Снова повисла гнетущая тишина. Я вдруг подумал о том, что, наверное, не следовало мне приезжать. Надо было отправиться домой зализывать раны. Это было бы лучше всего – в этой гостиной я по-прежнему чувствовал себя лишним.
Но я уже был здесь.
– У меня не было времени узнать мужа как следует до свадьбы, – сказала Лаврова. – Все так быстро произошло… Он вскружил мне голову. Окружил вниманием, заботой, нежностью. Дарил дорогие подарки. Возил в путешествия. Был остроумен, учтив, привлекателен. Мне было с ним хорошо… Я совсем не замечала его возраста. Даже не думала, что у нас что-то может пойти не так… до тех пор, пока не улеглись первые восторги, и я не обнаружила себя запертой в этом доме с кольцом на руке. – Она поправила прическу. – Это оказалось ужасно…
– Что именно оказалось ужасно? – спросил капитан.
– То, чего Юра от меня хотел.
– А чего он хотел?
– Ему нужна была типичная степфордская жена.
– Кто-кто?
– Вы что, не видели этот фильм?
– Какой фильм?
– «Степфордские жены».
– Нет, не видел.
– Там еще Николь Кидман снимается.
– Мне не нравится Николь Кидман.
– Почему? Она неплохая актриса. И красивая женщина.
– Мы здесь не для того, чтобы обсуждать достоинства голливудских старлеток, – сказал капитан строго.
Лаврова сникла.
– Да, конечно, – сказала она упавшим голосом. – Извините.
– Так чего же хотел от вас муж?
– Он целыми днями пропадал на работе. А я должна была сидеть в четырех стенах и ждать его возвращения. Хранить, так сказать, очаг. Олицетворять уют… – Она усмехнулась. – А когда он возвращался, я должна была в красивом фартуке и вечернем макияже подавать ему ужин…
– И что в это плохого?
– Ничего. Кроме того, что тоска смертная.
– Никто не заставлял вас выходить за него замуж.
– Говорю же вам: я и понятия не имела, какой образ жизни мне придется вести… Юра настоял, чтобы я оставила сцену. Сказал: не хватало еще, чтобы его жена пела в каком-то ночном клубе! Ладно… Я пошла на это ради него…
– Вы получили неплохую компенсацию.
– Мне не нужны были его деньги.
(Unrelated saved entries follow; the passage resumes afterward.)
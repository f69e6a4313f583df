use crate::types::{DeployReceipt, DeploymentState, HealthReport};
use async_trait::async_trait;
use std::path::Path;
use thiserror::Error;

#[derive(Error, Debug)]
pub enum HostingError {
    #[error("Network error: {0}")]
    Network(#[from] reqwest::Error),

    #[error("Serialization error: {0}")]
    Serialization(#[from] serde_json::Error),

    #[error("IO error: {0}")]
    Io(#[from] std::io::Error),

    #[error("Invalid publish profile: {message}")]
    InvalidPublishProfile { message: String },

    #[error("Invalid configuration: {message}")]
    InvalidConfig { message: String },

    #[error("Archive not found: {path}")]
    ArchiveNotFound { path: String },

    #[error("Authentication failed (HTTP {status})")]
    Authentication { status: u16 },

    #[error("Deployment rejected (HTTP {status}): {body}")]
    DeploymentRejected { status: u16, body: String },

    #[error("Deployment {deployment_id} failed: {message}")]
    DeploymentFailed {
        deployment_id: String,
        message: String,
    },

    #[error("Deployment did not complete after {attempts} status checks")]
    DeploymentTimeout { attempts: u32 },

    #[error("Unknown error: {message}")]
    Unknown { message: String },
}

pub type HostingResult<T> = Result<T, HostingError>;

#[async_trait]
pub trait HostingProvider: Send + Sync {
    /// Upload a zip package and wait until the platform has applied it
    async fn deploy_package(&self, archive: &Path) -> HostingResult<DeployReceipt>;

    async fn deployment_status(&self, deployment_id: &str) -> HostingResult<DeploymentState>;

    async fn health_check(&self) -> HostingResult<HealthReport>;

    fn provider_name(&self) -> &'static str;
}
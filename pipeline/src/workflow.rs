//! Pipeline definition.
//!
//! A definition is read from a TOML file (every field optional) and then
//! adjusted from the environment, mirroring the `env:` block of a CI workflow.

use crate::trigger::TriggerConfig;
use hosting::AppServiceConfig;
use packager::{PackageSettings, StartupCommand};
use serde::{Deserialize, Serialize};
use std::path::Path;
use std::time::Duration;
use thiserror::Error;
use tracing::{debug, info};

pub const ENV_APP_NAME: &str = "AZURE_WEBAPP_NAME";
pub const ENV_PYTHON_VERSION: &str = "PYTHON_VERSION";
pub const DEFAULT_PUBLISH_PROFILE_ENV: &str = "AZURE_WEBAPP_PUBLISH_PROFILE";

/// Longest allowed run, in minutes (six hours)
pub const MAX_TIMEOUT_MINUTES: u64 = 360;

#[derive(Error, Debug)]
pub enum DefinitionError {
    #[error("Failed to read pipeline definition {path}: {source}")]
    Read {
        path: String,
        #[source]
        source: std::io::Error,
    },

    #[error("Failed to parse pipeline definition: {0}")]
    Parse(#[from] toml::de::Error),

    #[error("Failed to render pipeline definition: {0}")]
    Render(#[from] toml::ser::Error),

    #[error("Invalid pipeline definition: {message}")]
    Invalid { message: String },
}

pub type DefinitionResult<T> = Result<T, DefinitionError>;

/// How the deploy and health-check steps talk to the platform
#[derive(Debug, Clone, PartialEq, Eq, Serialize, Deserialize)]
#[serde(default)]
pub struct DeploySettings {
    /// Environment variable holding the publish profile XML
    pub publish_profile_env: String,
    pub request_timeout_secs: u64,
    pub poll_interval_secs: u64,
    pub max_poll_attempts: u32,
    pub is_async: bool,
    pub health_check: bool,
    pub health_path: String,
    /// Deployment endpoint override (defaults to the publish profile's)
    pub scm_url: Option<String>,
    /// Public site override (defaults to the publish profile's)
    pub site_url: Option<String>,
}

impl Default for DeploySettings {
    fn default() -> Self {
        let platform = AppServiceConfig::default();
        Self {
            publish_profile_env: DEFAULT_PUBLISH_PROFILE_ENV.to_string(),
            request_timeout_secs: platform.timeout.as_secs(),
            poll_interval_secs: platform.poll_interval.as_secs(),
            max_poll_attempts: platform.max_poll_attempts,
            is_async: platform.is_async,
            health_check: true,
            health_path: platform.health_path,
            scm_url: None,
            site_url: None,
        }
    }
}

impl DeploySettings {
    pub fn app_service_config(&self) -> AppServiceConfig {
        let mut config = AppServiceConfig::new()
            .with_timeout(Duration::from_secs(self.request_timeout_secs))
            .with_poll_interval(Duration::from_secs(self.poll_interval_secs))
            .with_max_poll_attempts(self.max_poll_attempts)
            .with_async(self.is_async)
            .with_health_path(self.health_path.clone());

        if let Some(url) = &self.scm_url {
            config = config.with_scm_url(url.clone());
        }
        if let Some(url) = &self.site_url {
            config = config.with_site_url(url.clone());
        }
        config
    }

    pub fn validate(&self) -> Result<(), String> {
        if self.publish_profile_env.trim().is_empty() {
            return Err("publish_profile_env cannot be empty".to_string());
        }
        self.app_service_config().validate()
    }
}

#[derive(Debug, Clone, PartialEq, Eq, Serialize, Deserialize)]
#[serde(default)]
pub struct PipelineDefinition {
    pub name: String,
    /// Target application; when unset the publish profile decides
    pub app_name: Option<String>,
    pub python_version: String,
    /// Whole-run limit; exceeding it aborts the run
    pub timeout_minutes: u64,
    pub triggers: TriggerConfig,
    pub package: PackageSettings,
    pub startup: StartupCommand,
    pub deploy: DeploySettings,
}

impl Default for PipelineDefinition {
    fn default() -> Self {
        Self {
            name: "Build and deploy Python app".to_string(),
            app_name: None,
            python_version: "3.11".to_string(),
            timeout_minutes: 30,
            triggers: TriggerConfig::default(),
            package: PackageSettings::default(),
            startup: StartupCommand::default(),
            deploy: DeploySettings::default(),
        }
    }
}

impl PipelineDefinition {
    pub fn from_toml(contents: &str) -> DefinitionResult<Self> {
        let definition: Self = toml::from_str(contents)?;
        Ok(definition)
    }

    pub fn to_toml(&self) -> DefinitionResult<String> {
        Ok(toml::to_string_pretty(self)?)
    }

    /// Read and validate a definition file
    pub fn load(path: &Path) -> DefinitionResult<Self> {
        let contents = std::fs::read_to_string(path).map_err(|source| DefinitionError::Read {
            path: path.display().to_string(),
            source,
        })?;

        let definition = Self::from_toml(&contents)?;
        definition
            .validate()
            .map_err(|message| DefinitionError::Invalid { message })?;

        info!("Loaded pipeline definition from {}", path.display());
        Ok(definition)
    }

    pub fn load_or_default(path: Option<&Path>) -> DefinitionResult<Self> {
        match path {
            Some(path) => Self::load(path),
            None => {
                debug!("No pipeline definition given, using defaults");
                Ok(Self::default())
            }
        }
    }

    /// Apply `AZURE_WEBAPP_NAME` and `PYTHON_VERSION` from `lookup`
    pub fn apply_env_overrides<F>(&mut self, lookup: F)
    where
        F: Fn(&str) -> Option<String>,
    {
        if let Some(app_name) = lookup(ENV_APP_NAME).filter(|v| !v.trim().is_empty()) {
            debug!("{} overrides app name with {}", ENV_APP_NAME, app_name);
            self.app_name = Some(app_name);
        }
        if let Some(version) = lookup(ENV_PYTHON_VERSION).filter(|v| !v.trim().is_empty()) {
            debug!("{} overrides Python version with {}", ENV_PYTHON_VERSION, version);
            self.python_version = version;
        }
    }

    pub fn timeout(&self) -> Duration {
        Duration::from_secs(self.timeout_minutes.saturating_mul(60))
    }

    pub fn validate(&self) -> Result<(), String> {
        if self.name.trim().is_empty() {
            return Err("Pipeline name cannot be empty".to_string());
        }

        if let Some(app_name) = &self.app_name {
            if app_name.trim().is_empty() {
                return Err("App name cannot be empty".to_string());
            }
        }

        if self.python_version.trim().is_empty() {
            return Err("Python version cannot be empty".to_string());
        }

        if self.timeout_minutes == 0 {
            return Err("Timeout must be greater than 0".to_string());
        }
        if self.timeout_minutes > MAX_TIMEOUT_MINUTES {
            return Err(format!(
                "Timeout cannot exceed {} minutes",
                MAX_TIMEOUT_MINUTES
            ));
        }

        self.triggers.validate()?;
        self.package.validate()?;
        self.startup.validate()?;
        self.deploy.validate()
    }
}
Мне нужно было его внимание.
– Вот как? Деньги, значит, тут совсем не при чем?
– Вам в это трудно поверить, да? – усмехнулась Лаврова. – Возможно, вам также будет трудно поверить в то, что обеспеченная жизнь – еще не синоним счастья. Что я была гораздо счастливее, когда у меня не было всех этих миллионов. Что я нигде не чувствовала себя такой одинокой, как в этом доме… Юра отвадил от дома всех моих бывших подруг. Они, видите ли, не умели себя вести в приличном обществе! Он контролировал каждый мой шаг, все время говорил, что можно делать, а чего нельзя… – Она вдруг замолчала, обвела всех нас взглядом и покачала головой. – Господи, ну зачем я вам все это рассказываю?! Вы же все равно не сможете меня понять…
Она была права: мы этого не понимали. Никто из нас.
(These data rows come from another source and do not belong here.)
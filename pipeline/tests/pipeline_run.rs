use async_trait::async_trait;
use mockito::Matcher;
use packager::{PackagerResult, ProcessOutput, ProcessRunner, ProcessSpec};
use pipeline::{
    PipelineDefinition, PipelineRunner, RunContext, RunStatus, SecretStore, StepOutcome,
    TriggerEvent,
};
use serial_test::serial;
use std::fs;
use std::io::Read;
use std::path::Path;
use std::sync::{Arc, Mutex};

const PROFILE_ENV: &str = "AZURE_WEBAPP_PUBLISH_PROFILE";

const PROFILE_XML: &str = r#"<publishData>
  <publishProfile profileName="invoice-api - Zip Deploy" publishMethod="ZipDeploy"
    publishUrl="invoice-api.scm.azurewebsites.net:443" userName="$invoice-api"
    userPWD="hunter2" destinationAppUrl="https://invoice-api.azurewebsites.net" />
</publishData>"#;

/// Answers `--version` with Python 3.11 and lays out a venv on `-m venv`
#[derive(Default)]
struct FakeToolchain {
    calls: Mutex<Vec<String>>,
}

impl FakeToolchain {
    fn calls(&self) -> Vec<String> {
        self.calls.lock().unwrap().clone()
    }
}

#[async_trait]
impl ProcessRunner for FakeToolchain {
    async fn run(&self, spec: &ProcessSpec) -> PackagerResult<ProcessOutput> {
        self.calls.lock().unwrap().push(spec.display());

        if spec.args == ["--version"] {
            return Ok(ProcessOutput::success().with_stdout("Python 3.11.9\n"));
        }

        if spec.args.starts_with(&["-m".to_string(), "venv".to_string()]) {
            let cwd = spec.cwd.as_deref().unwrap_or(Path::new("."));
            let venv = cwd.join(&spec.args[2]);
            fs::create_dir_all(venv.join("bin")).unwrap();
            fs::write(venv.join("bin/python"), "#!/bin/sh\n").unwrap();
        }

        Ok(ProcessOutput::success())
    }
}

fn checkout() -> tempfile::TempDir {
    let dir = tempfile::tempdir().unwrap();
    fs::write(dir.path().join("main.py"), "app = object()\n").unwrap();
    fs::write(dir.path().join("requirements.txt"), "fastapi\ngunicorn\n").unwrap();
    fs::write(dir.path().join(".env"), "COSMOS_KEY=local\n").unwrap();
    fs::create_dir_all(dir.path().join("routers")).unwrap();
    fs::write(dir.path().join("routers/invoices.py"), "").unwrap();
    dir
}

fn definition_for(server: &mockito::Server) -> PipelineDefinition {
    let mut definition = PipelineDefinition {
        app_name: Some("invoice-api".to_string()),
        ..PipelineDefinition::default()
    };
    definition.deploy.scm_url = Some(server.url());
    definition.deploy.site_url = Some(server.url());
    definition.deploy.poll_interval_secs = 1;
    definition.deploy.max_poll_attempts = 3;
    definition
}

fn archive_entries(path: &Path) -> Vec<String> {
    let mut archive = zip::ZipArchive::new(fs::File::open(path).unwrap()).unwrap();
    (0..archive.len())
        .map(|i| archive.by_index(i).unwrap().name().to_string())
        .collect()
}

fn archive_file(path: &Path, name: &str) -> String {
    let mut archive = zip::ZipArchive::new(fs::File::open(path).unwrap()).unwrap();
    let mut contents = String::new();
    archive
        .by_name(name)
        .unwrap()
        .read_to_string(&mut contents)
        .unwrap();
    contents
}

#[tokio::test]
async fn test_push_to_main_builds_and_deploys() {
    let mut server = mockito::Server::new_async().await;
    let upload = server
        .mock("POST", "/api/zipdeploy")
        .match_query(Matcher::UrlEncoded("isAsync".into(), "true".into()))
        .match_header("content-type", "application/zip")
        .with_status(202)
        .with_header("location", "/api/deployments/3f2a")
        .create_async()
        .await;
    let status = server
        .mock("GET", "/api/deployments/3f2a")
        .with_status(200)
        .with_body(r#"{"id":"3f2a","status":4,"complete":true}"#)
        .create_async()
        .await;
    let site = server
        .mock("GET", "/")
        .with_status(200)
        .with_body("ok")
        .create_async()
        .await;

    let source = checkout();
    let toolchain = Arc::new(FakeToolchain::default());
    let secrets = SecretStore::new().with(PROFILE_ENV, PROFILE_XML);
    let mut ctx = RunContext::new(
        source.path(),
        definition_for(&server),
        toolchain.clone(),
        secrets,
    )
    .with_event(TriggerEvent::push("refs/heads/main"));

    let report = PipelineRunner::default().run(&mut ctx).await;

    assert_eq!(report.status, RunStatus::Succeeded, "{:#?}", report.steps);
    assert_eq!(report.steps.len(), 7);
    for step in &report.steps {
        assert!(
            matches!(step.outcome, StepOutcome::Succeeded { .. }),
            "{} did not succeed: {:?}",
            step.name,
            step.outcome
        );
    }

    let receipt = report.receipt.as_ref().unwrap();
    assert_eq!(receipt.deployment_id.as_deref(), Some("3f2a"));
    assert!(report.health.as_ref().unwrap().healthy);

    let archive = report.archive.clone().unwrap();
    assert_eq!(archive, source.path().join("release.zip"));
    let entries = archive_entries(&archive);
    assert!(entries.contains(&"main.py".to_string()));
    assert!(entries.contains(&"startup.txt".to_string()));
    assert!(entries.contains(&"routers/invoices.py".to_string()));
    assert!(entries.iter().all(|e| !e.starts_with("venv")), "{:?}", entries);
    assert!(!entries.contains(&".env".to_string()));
    assert!(!entries.contains(&"release.zip".to_string()));
    assert_eq!(
        archive_file(&archive, "startup.txt"),
        "gunicorn --workers 4 --worker-class uvicorn.workers.UvicornWorker \
         --timeout 600 --graceful-timeout 600 --bind 0.0.0.0:8000 main:app\n"
    );

    let calls = toolchain.calls();
    assert!(calls[0].ends_with("--version"));
    assert!(calls.iter().any(|c| c.contains("-m venv venv")));
    assert!(calls.iter().any(|c| c.contains("pip install -r requirements.txt")));

    upload.assert_async().await;
    status.assert_async().await;
    site.assert_async().await;
}

#[tokio::test]
async fn test_dry_run_never_contacts_platform() {
    let mut server = mockito::Server::new_async().await;
    let upload = server
        .mock("POST", "/api/zipdeploy")
        .match_query(Matcher::Any)
        .expect(0)
        .create_async()
        .await;

    let source = checkout();
    let secrets = SecretStore::new().with(PROFILE_ENV, PROFILE_XML);
    let mut ctx = RunContext::new(
        source.path(),
        definition_for(&server),
        Arc::new(FakeToolchain::default()),
        secrets,
    )
    .with_dry_run(true);

    let report = PipelineRunner::default().run(&mut ctx).await;

    assert_eq!(report.status, RunStatus::Succeeded);
    assert!(report.dry_run);
    assert!(source.path().join("release.zip").is_file());
    assert!(matches!(
        report.step("deploy").unwrap().outcome,
        StepOutcome::Skipped { .. }
    ));
    assert!(matches!(
        report.step("health-check").unwrap().outcome,
        StepOutcome::Skipped { .. }
    ));
    assert!(report.receipt.is_none());
    upload.assert_async().await;
}

#[tokio::test]
async fn test_invalid_publish_profile_leaves_app_untouched() {
    let mut server = mockito::Server::new_async().await;
    let upload = server
        .mock("POST", "/api/zipdeploy")
        .match_query(Matcher::Any)
        .expect(0)
        .create_async()
        .await;
    let site = server.mock("GET", "/").expect(0).create_async().await;

    for secrets in [
        SecretStore::new(),
        SecretStore::new().with(PROFILE_ENV, "not a publish profile"),
        SecretStore::new().with(
            PROFILE_ENV,
            r#"<publishData><publishProfile publishMethod="ZipDeploy" publishUrl="x:443" /></publishData>"#,
        ),
    ] {
        let source = checkout();
        let mut ctx = RunContext::new(
            source.path(),
            definition_for(&server),
            Arc::new(FakeToolchain::default()),
            secrets,
        );

        let report = PipelineRunner::default().run(&mut ctx).await;

        assert_eq!(report.status, RunStatus::Failed);
        assert_eq!(report.failed_step().unwrap().name, "deploy");
        assert!(matches!(
            report.step("package").unwrap().outcome,
            StepOutcome::Succeeded { .. }
        ));
        assert!(matches!(
            report.step("health-check").unwrap().outcome,
            StepOutcome::Skipped { .. }
        ));
        assert!(report.receipt.is_none());
    }

    upload.assert_async().await;
    site.assert_async().await;
}

#[tokio::test]
async fn test_push_to_other_branch_does_nothing() {
    let source = checkout();
    let toolchain = Arc::new(FakeToolchain::default());
    let mut ctx = RunContext::new(
        source.path(),
        PipelineDefinition::default(),
        toolchain.clone(),
        SecretStore::new().with(PROFILE_ENV, PROFILE_XML),
    )
    .with_event(TriggerEvent::push("refs/heads/feature/login"));

    let report = PipelineRunner::default().run(&mut ctx).await;

    assert_eq!(report.status, RunStatus::NotTriggered);
    assert!(report.steps.is_empty());
    assert!(toolchain.calls().is_empty());
    assert!(!source.path().join("release.zip").exists());
    assert!(!source.path().join("startup.txt").exists());
}

#[tokio::test]
async fn test_failed_install_stops_before_packaging() {
    struct BrokenPip;

    #[async_trait]
    impl ProcessRunner for BrokenPip {
        async fn run(&self, spec: &ProcessSpec) -> PackagerResult<ProcessOutput> {
            if spec.args == ["--version"] {
                return Ok(ProcessOutput::success().with_stdout("Python 3.11.9\n"));
            }
            if spec.args.contains(&"-r".to_string()) {
                return Ok(ProcessOutput::failure(1, "No matching distribution found"));
            }
            Ok(ProcessOutput::success())
        }
    }

    let source = checkout();
    let mut ctx = RunContext::new(
        source.path(),
        PipelineDefinition::default(),
        Arc::new(BrokenPip),
        SecretStore::new(),
    );

    let report = PipelineRunner::default().run(&mut ctx).await;

    assert_eq!(report.status, RunStatus::Failed);
    assert_eq!(report.failed_step().unwrap().name, "install-dependencies");
    match &report.step("install-dependencies").unwrap().outcome {
        StepOutcome::Failed { error } => assert!(error.contains("No matching distribution")),
        other => panic!("unexpected outcome: {other:?}"),
    }
    assert!(!source.path().join("release.zip").exists());
}

#[test]
#[serial]
fn test_environment_configures_run() {
    std::env::set_var(PROFILE_ENV, PROFILE_XML);
    std::env::set_var("AZURE_WEBAPP_NAME", "invoice-api");
    std::env::set_var("PYTHON_VERSION", "3.12");

    let secrets = SecretStore::from_env(&[PROFILE_ENV]);
    let mut definition = PipelineDefinition::default();
    definition.apply_env_overrides(|key| std::env::var(key).ok());

    std::env::remove_var(PROFILE_ENV);
    std::env::remove_var("AZURE_WEBAPP_NAME");
    std::env::remove_var("PYTHON_VERSION");

    assert_eq!(secrets.get(PROFILE_ENV), Some(PROFILE_XML));
    assert_eq!(definition.app_name.as_deref(), Some("invoice-api"));
    assert_eq!(definition.python_version, "3.12");

    let provider = pipeline::connect_provider(&definition, &secrets).unwrap();
    assert_eq!(provider.scm_url(), "https://invoice-api.scm.azurewebsites.net");
}

#[test]
#[serial]
fn test_missing_environment_leaves_defaults() {
    std::env::remove_var(PROFILE_ENV);
    std::env::remove_var("AZURE_WEBAPP_NAME");

    let secrets = SecretStore::from_env(&[PROFILE_ENV]);
    let mut definition = PipelineDefinition::default();
    definition.apply_env_overrides(|key| std::env::var(key).ok());

    assert_eq!(secrets.get(PROFILE_ENV), None);
    assert_eq!(definition.app_name, None);
    assert!(pipeline::connect_provider(&definition, &secrets).is_err());
}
– И тогда вы решили его убить? – спросил капитан.
– На развод Юра ни за что бы не согласился. А я не хотела ломать себе жизнь. Не знала, что делать… Потом вспомнила о Нике… Я слышала, что у него есть связи в криминальной среде. Подумала, может, он сможет мне помочь. Я поехала в клуб, нашла Ника и все ему рассказала. Он сначала не соглашался… Тогда я… я пообещала ему денег…
– Сколько?
– Десять тысяч долларов.
– И он согласился?
– Да… Но потом мне пришлось дать ему еще.
– Он вас шантажировал?
– Наверное, можно и так сказать… Но это ведь не будет считаться смягчающим обстоятельством?
– Нет.
– Я так и думала.
Она вдруг закрыла лицо руками и заплакала.
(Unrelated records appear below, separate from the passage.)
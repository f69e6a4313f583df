//! Trigger evaluation: which events start a pipeline run.

use serde::{Deserialize, Serialize};

/// The event a run is started for
#[derive(Debug, Clone, PartialEq, Eq, Serialize, Deserialize)]
#[serde(tag = "event", rename_all = "snake_case")]
pub enum TriggerEvent {
    /// A push of `git_ref` (`refs/heads/<branch>` or a bare branch name)
    Push { git_ref: String },
    /// A manual invocation
    WorkflowDispatch,
    /// Any other event (pull request, schedule, tag, ...)
    Other { name: String },
}

impl TriggerEvent {
    pub fn push(git_ref: impl Into<String>) -> Self {
        TriggerEvent::Push {
            git_ref: git_ref.into(),
        }
    }

    /// Parse an event name as used on the command line
    pub fn from_name(name: &str, git_ref: Option<String>) -> Self {
        match name.trim().to_ascii_lowercase().as_str() {
            "push" => TriggerEvent::Push {
                git_ref: git_ref.unwrap_or_default(),
            },
            "workflow_dispatch" | "workflow-dispatch" | "manual" => TriggerEvent::WorkflowDispatch,
            other => TriggerEvent::Other {
                name: other.to_string(),
            },
        }
    }
}

impl std::fmt::Display for TriggerEvent {
    fn fmt(&self, f: &mut std::fmt::Formatter<'_>) -> std::fmt::Result {
        match self {
            TriggerEvent::Push { git_ref } => write!(f, "push ({})", git_ref),
            TriggerEvent::WorkflowDispatch => write!(f, "workflow_dispatch"),
            TriggerEvent::Other { name } => write!(f, "{}", name),
        }
    }
}

/// Branch name for a ref. Tags and other namespaces yield `None`.
pub fn branch_from_ref(git_ref: &str) -> Option<&str> {
    let git_ref = git_ref.trim();
    if let Some(branch) = git_ref.strip_prefix("refs/heads/") {
        return Some(branch).filter(|b| !b.is_empty());
    }
    if git_ref.is_empty() || git_ref.starts_with("refs/") {
        return None;
    }
    Some(git_ref)
}

#[derive(Debug, Clone, PartialEq, Eq, Serialize, Deserialize)]
#[serde(default)]
pub struct TriggerConfig {
    /// Branches whose pushes start a run
    pub push_branches: Vec<String>,
    /// Whether manual invocation is allowed
    pub workflow_dispatch: bool,
}

impl Default for TriggerConfig {
    fn default() -> Self {
        Self {
            push_branches: vec!["main".to_string()],
            workflow_dispatch: true,
        }
    }
}

impl TriggerConfig {
    pub fn matches(&self, event: &TriggerEvent) -> bool {
        match event {
            TriggerEvent::Push { git_ref } => branch_from_ref(git_ref)
                .is_some_and(|branch| self.push_branches.iter().any(|b| b == branch)),
            TriggerEvent::WorkflowDispatch => self.workflow_dispatch,
            TriggerEvent::Other { .. } => false,
        }
    }

    pub fn validate(&self) -> Result<(), String> {
        if self.push_branches.is_empty() && !self.workflow_dispatch {
            return Err("At least one trigger must be enabled".to_string());
        }
        if self.push_branches.iter().any(|b| b.trim().is_empty()) {
            return Err("Push branch names cannot be empty".to_string());
        }
        Ok(())
    }
}
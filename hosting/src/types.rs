use serde::{Deserialize, Serialize};

/// Deployment progress as reported by the platform's deployment engine
#[derive(Debug, Clone, Copy, PartialEq, Eq, Serialize, Deserialize)]
#[serde(rename_all = "lowercase")]
pub enum DeploymentState {
    Pending,
    Building,
    Deploying,
    Failed,
    Success,
}

impl DeploymentState {
    /// Kudu numeric status codes: 0 pending, 1 building, 2 deploying, 3 failed, 4 success
    pub fn from_kudu_status(status: i64) -> Self {
        match status {
            1 => DeploymentState::Building,
            2 => DeploymentState::Deploying,
            3 => DeploymentState::Failed,
            4 => DeploymentState::Success,
            _ => DeploymentState::Pending,
        }
    }

    pub fn is_terminal(&self) -> bool {
        matches!(self, DeploymentState::Failed | DeploymentState::Success)
    }
}

impl std::fmt::Display for DeploymentState {
    fn fmt(&self, f: &mut std::fmt::Formatter<'_>) -> std::fmt::Result {
        match self {
            DeploymentState::Pending => write!(f, "pending"),
            DeploymentState::Building => write!(f, "building"),
            DeploymentState::Deploying => write!(f, "deploying"),
            DeploymentState::Failed => write!(f, "failed"),
            DeploymentState::Success => write!(f, "success"),
        }
    }
}

/// Deployment record returned by `/api/deployments/*`
#[derive(Debug, Clone, Default, Deserialize)]
pub(crate) struct KuduDeployment {
    #[serde(default)]
    pub id: Option<String>,
    #[serde(default)]
    pub status: i64,
    #[serde(default)]
    pub status_text: Option<String>,
    #[serde(default)]
    pub message: Option<String>,
    #[serde(default)]
    pub complete: bool,
    #[serde(default)]
    pub log_url: Option<String>,
}

impl KuduDeployment {
    pub fn state(&self) -> DeploymentState {
        DeploymentState::from_kudu_status(self.status)
    }

    pub fn describe(&self) -> String {
        self.status_text
            .as_deref()
            .filter(|s| !s.is_empty())
            .or(self.message.as_deref())
            .unwrap_or("no details reported")
            .to_string()
    }
}

/// Outcome of a completed deployment
#[derive(Debug, Clone, PartialEq, Eq, Serialize, Deserialize)]
pub struct DeployReceipt {
    pub deployment_id: Option<String>,
    pub state: DeploymentState,
    pub site_url: String,
    pub archive_bytes: u64,
    /// Status polls performed after upload
    pub polls: u32,
    pub log_url: Option<String>,
}

/// Result of probing the deployed site
#[derive(Debug, Clone, PartialEq, Eq, Serialize, Deserialize)]
pub struct HealthReport {
    pub url: String,
    pub status: u16,
    pub healthy: bool,
    pub latency_ms: u64,
}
Представление закончилось.
– Одевайтесь, – сказал капитан. – Мы едем в участок.
Больше делать тут было нечего. Не прощаясь ни с кем, я незаметно выскользнул сначала из гостиной в холл, а оттуда – на улицу. Сел в свою машину, завел двигатель и выехал за пределы поместья, думая только о том, как бы поскорее оказаться дома и забыть всю эту историю.
От реки тянуло прохладой. Раскаленное солнце опускалось за деревья. Приближался вечер.
А за ним должна была наступить ночь – время для тех, кто верит, что ангелы существуют.